- Your instructions
The entries that follow include a run beginning at the line with "fn build_cors(cors_config: &CorsConfig)" and ending at the line with "pub mod utils;"; restate that run word for word and leave the rest out.

+++ Data records +++

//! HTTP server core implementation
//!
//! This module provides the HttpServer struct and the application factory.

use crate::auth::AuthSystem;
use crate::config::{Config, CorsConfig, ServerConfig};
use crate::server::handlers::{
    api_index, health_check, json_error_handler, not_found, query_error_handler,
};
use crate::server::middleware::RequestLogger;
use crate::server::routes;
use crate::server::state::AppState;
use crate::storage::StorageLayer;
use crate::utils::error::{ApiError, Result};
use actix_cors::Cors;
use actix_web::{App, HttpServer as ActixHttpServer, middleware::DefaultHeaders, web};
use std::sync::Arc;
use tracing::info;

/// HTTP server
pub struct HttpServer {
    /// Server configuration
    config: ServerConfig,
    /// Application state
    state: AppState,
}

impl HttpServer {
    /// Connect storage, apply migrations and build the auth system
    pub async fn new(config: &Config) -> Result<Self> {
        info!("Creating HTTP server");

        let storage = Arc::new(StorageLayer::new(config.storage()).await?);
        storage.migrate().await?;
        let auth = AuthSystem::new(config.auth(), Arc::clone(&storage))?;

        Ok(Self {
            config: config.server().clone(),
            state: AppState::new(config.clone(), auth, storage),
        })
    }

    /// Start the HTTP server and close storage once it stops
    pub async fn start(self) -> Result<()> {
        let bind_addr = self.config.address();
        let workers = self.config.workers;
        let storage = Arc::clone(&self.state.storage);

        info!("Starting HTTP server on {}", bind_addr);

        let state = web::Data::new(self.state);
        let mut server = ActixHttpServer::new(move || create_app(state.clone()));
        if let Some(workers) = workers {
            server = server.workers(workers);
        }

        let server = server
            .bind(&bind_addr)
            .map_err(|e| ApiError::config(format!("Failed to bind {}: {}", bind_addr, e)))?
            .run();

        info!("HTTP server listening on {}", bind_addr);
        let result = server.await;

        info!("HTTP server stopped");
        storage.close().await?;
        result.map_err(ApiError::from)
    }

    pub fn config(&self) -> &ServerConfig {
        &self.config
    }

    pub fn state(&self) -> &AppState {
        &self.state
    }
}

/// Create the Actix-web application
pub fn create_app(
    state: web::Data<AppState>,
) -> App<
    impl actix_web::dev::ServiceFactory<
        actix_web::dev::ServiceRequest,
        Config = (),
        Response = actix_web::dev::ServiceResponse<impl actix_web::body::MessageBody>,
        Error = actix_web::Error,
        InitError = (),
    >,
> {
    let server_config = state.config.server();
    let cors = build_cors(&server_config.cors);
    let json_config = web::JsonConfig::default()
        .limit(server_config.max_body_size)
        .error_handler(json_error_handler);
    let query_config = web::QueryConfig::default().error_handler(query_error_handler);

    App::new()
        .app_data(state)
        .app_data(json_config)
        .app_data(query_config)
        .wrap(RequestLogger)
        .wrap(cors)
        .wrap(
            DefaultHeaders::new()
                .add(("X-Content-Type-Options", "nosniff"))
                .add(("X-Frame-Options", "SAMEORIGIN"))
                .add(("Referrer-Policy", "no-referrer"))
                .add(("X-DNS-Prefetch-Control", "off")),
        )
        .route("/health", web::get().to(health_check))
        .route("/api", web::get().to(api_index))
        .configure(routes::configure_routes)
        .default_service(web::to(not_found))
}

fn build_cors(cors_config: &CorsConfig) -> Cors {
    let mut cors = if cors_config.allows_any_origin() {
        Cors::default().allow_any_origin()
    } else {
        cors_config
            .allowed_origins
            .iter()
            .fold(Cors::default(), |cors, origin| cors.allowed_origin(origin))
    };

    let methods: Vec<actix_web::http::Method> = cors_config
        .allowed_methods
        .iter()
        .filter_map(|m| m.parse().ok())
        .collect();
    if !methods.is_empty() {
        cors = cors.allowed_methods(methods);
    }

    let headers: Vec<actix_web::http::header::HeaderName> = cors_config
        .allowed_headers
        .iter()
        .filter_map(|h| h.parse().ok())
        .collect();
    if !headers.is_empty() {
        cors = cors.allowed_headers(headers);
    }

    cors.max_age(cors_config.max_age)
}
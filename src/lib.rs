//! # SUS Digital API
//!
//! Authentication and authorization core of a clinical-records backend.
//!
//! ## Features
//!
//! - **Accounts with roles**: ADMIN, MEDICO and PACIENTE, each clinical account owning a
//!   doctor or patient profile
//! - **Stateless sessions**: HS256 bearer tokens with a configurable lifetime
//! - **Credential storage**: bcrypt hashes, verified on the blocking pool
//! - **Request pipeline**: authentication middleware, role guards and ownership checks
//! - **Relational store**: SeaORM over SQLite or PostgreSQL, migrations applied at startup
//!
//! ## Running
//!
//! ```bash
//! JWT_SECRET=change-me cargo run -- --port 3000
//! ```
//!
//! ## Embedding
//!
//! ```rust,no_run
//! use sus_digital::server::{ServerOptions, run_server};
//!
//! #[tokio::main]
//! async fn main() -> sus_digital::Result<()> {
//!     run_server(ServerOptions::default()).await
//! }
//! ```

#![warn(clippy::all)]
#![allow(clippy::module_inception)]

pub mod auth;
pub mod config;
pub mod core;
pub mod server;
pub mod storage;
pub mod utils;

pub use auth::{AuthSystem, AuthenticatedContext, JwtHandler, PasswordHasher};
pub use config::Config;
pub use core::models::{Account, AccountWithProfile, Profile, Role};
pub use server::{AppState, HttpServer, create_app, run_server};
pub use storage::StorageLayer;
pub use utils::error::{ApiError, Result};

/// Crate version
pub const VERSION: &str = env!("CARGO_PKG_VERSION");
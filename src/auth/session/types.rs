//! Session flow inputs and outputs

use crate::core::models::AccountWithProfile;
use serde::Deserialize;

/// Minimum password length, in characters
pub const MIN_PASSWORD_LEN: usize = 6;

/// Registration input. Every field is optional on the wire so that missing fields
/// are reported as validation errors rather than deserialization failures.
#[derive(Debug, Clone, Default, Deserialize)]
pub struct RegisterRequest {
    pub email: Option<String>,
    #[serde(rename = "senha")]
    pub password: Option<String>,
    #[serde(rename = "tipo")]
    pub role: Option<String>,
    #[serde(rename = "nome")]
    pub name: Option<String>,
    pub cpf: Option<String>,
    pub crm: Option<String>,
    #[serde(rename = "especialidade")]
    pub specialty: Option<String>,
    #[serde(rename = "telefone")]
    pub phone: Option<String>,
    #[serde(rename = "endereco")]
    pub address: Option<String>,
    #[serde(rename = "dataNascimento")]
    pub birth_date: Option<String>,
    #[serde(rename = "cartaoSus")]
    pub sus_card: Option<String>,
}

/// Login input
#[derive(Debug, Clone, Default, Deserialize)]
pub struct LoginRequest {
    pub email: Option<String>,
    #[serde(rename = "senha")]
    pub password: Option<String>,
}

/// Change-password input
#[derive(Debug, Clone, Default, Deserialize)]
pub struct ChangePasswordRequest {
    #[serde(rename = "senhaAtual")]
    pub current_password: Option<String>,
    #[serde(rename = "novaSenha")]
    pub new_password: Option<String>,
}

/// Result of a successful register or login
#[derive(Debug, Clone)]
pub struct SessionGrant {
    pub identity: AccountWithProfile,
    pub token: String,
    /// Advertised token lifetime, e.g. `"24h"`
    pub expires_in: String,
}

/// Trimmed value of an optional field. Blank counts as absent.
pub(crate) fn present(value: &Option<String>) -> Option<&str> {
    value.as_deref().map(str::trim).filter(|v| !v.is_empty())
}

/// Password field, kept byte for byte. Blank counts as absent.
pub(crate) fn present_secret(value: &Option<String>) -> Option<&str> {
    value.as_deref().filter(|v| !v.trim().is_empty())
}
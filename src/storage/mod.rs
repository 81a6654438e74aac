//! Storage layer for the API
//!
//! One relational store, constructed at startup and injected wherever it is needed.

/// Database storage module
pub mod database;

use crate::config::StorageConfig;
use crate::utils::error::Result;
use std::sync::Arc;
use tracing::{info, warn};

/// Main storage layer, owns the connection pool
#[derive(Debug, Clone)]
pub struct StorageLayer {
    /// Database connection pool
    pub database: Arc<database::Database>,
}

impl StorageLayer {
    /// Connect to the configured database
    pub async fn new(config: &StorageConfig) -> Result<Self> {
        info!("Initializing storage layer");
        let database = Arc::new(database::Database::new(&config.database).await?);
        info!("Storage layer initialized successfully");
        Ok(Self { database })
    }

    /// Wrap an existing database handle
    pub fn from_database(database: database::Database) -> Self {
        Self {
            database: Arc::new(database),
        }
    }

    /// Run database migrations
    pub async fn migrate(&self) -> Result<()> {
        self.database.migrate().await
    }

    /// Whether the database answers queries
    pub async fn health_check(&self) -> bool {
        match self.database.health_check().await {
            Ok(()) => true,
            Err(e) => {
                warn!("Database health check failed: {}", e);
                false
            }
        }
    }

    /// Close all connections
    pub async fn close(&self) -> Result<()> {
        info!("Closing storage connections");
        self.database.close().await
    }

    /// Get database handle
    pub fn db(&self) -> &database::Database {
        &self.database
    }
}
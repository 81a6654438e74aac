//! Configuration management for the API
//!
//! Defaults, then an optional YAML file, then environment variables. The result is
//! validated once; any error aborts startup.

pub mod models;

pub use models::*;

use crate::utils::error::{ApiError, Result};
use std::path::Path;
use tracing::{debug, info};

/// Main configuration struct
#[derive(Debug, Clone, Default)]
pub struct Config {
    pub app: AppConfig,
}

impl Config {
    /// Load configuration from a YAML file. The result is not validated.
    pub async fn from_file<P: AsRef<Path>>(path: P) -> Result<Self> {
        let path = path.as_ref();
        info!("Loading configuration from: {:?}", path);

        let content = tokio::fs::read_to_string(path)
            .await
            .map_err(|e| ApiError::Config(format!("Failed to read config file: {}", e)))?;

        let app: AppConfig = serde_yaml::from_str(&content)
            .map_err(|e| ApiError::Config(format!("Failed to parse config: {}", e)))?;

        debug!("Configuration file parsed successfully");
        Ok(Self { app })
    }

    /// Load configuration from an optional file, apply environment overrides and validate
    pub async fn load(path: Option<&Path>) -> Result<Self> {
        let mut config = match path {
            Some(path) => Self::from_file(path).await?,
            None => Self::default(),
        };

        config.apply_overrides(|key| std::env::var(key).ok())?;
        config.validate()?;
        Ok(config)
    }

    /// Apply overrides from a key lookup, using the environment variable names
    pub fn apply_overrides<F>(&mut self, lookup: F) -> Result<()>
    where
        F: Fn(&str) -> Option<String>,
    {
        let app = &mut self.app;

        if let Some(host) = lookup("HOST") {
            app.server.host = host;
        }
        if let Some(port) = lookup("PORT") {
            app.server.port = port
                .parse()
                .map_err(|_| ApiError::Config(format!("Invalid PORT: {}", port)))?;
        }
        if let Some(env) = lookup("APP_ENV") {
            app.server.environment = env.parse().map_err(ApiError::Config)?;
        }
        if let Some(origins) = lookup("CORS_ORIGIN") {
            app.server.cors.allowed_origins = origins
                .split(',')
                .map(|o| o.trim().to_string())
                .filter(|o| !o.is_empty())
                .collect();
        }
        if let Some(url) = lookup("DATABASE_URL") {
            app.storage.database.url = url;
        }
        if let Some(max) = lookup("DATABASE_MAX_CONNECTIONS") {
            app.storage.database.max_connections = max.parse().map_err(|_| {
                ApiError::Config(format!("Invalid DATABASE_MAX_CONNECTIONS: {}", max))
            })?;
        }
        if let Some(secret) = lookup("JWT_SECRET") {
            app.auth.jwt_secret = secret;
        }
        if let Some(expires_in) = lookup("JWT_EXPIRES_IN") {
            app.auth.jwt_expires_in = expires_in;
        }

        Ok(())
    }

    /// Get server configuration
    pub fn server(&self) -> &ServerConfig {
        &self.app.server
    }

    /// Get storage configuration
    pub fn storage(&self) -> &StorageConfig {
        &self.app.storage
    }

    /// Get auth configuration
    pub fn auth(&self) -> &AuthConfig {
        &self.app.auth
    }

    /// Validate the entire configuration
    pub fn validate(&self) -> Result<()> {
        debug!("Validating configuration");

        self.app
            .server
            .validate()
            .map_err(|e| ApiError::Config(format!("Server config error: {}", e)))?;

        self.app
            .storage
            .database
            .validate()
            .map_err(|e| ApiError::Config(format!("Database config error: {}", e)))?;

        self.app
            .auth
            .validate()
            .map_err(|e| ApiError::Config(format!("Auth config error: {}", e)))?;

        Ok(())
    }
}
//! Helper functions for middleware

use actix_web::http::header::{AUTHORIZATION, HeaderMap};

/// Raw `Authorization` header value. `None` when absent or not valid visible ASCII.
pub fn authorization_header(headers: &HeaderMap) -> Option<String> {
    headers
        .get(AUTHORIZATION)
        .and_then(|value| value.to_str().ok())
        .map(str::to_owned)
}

+++

- Your response
fn build_cors(cors_config: &CorsConfig) -> Cors {
    let mut cors = if cors_config.allows_any_origin() {
        Cors::default().allow_any_origin()
    } else {
        cors_config
            .allowed_origins
            .iter()
            .fold(Cors::default(), |cors, origin| cors.allowed_origin(origin))
    };

    let methods: Vec<actix_web::http::Method> = cors_config
        .allowed_methods
        .iter()
        .filter_map(|m| m.parse().ok())
        .collect();
    if !methods.is_empty() {
        cors = cors.allowed_methods(methods);
    }

    let headers: Vec<actix_web::http::header::HeaderName> = cors_config
        .allowed_headers
        .iter()
        .filter_map(|h| h.parse().ok())
        .collect();
    if !headers.is_empty() {
        cors = cors.allowed_headers(headers);
    }

    cors.max_age(cors_config.max_age)
}
filename src/lib.rs
//! # SUS Digital API
//!
//! Authentication and authorization core of a clinical-records backend.
//!
//! ## Features
//!
//! - **Accounts with roles**: ADMIN, MEDICO and PACIENTE, each clinical account owning a
//!   doctor or patient profile
//! - **Stateless sessions**: HS256 bearer tokens with a configurable lifetime
//! - **Credential storage**: bcrypt hashes, verified on the blocking pool
//! - **Request pipeline**: authentication middleware, role guards and ownership checks
//! - **Relational store**: SeaORM over SQLite or PostgreSQL, migrations applied at startup
//!
//! ## Running
//!
//! ```bash
//! JWT_SECRET=change-me cargo run -- --port 3000
//! ```
//!
//! ## Embedding
//!
//! ```rust,no_run
//! use sus_digital::server::{ServerOptions, run_server};
//!
//! #[tokio::main]
//! async fn main() -> sus_digital::Result<()> {
//!     run_server(ServerOptions::default()).await
//! }
//! ```

#![warn(clippy::all)]
#![allow(clippy::module_inception)]

pub mod auth;
pub mod config;
pub mod core;
pub mod server;
pub mod storage;
pub mod utils;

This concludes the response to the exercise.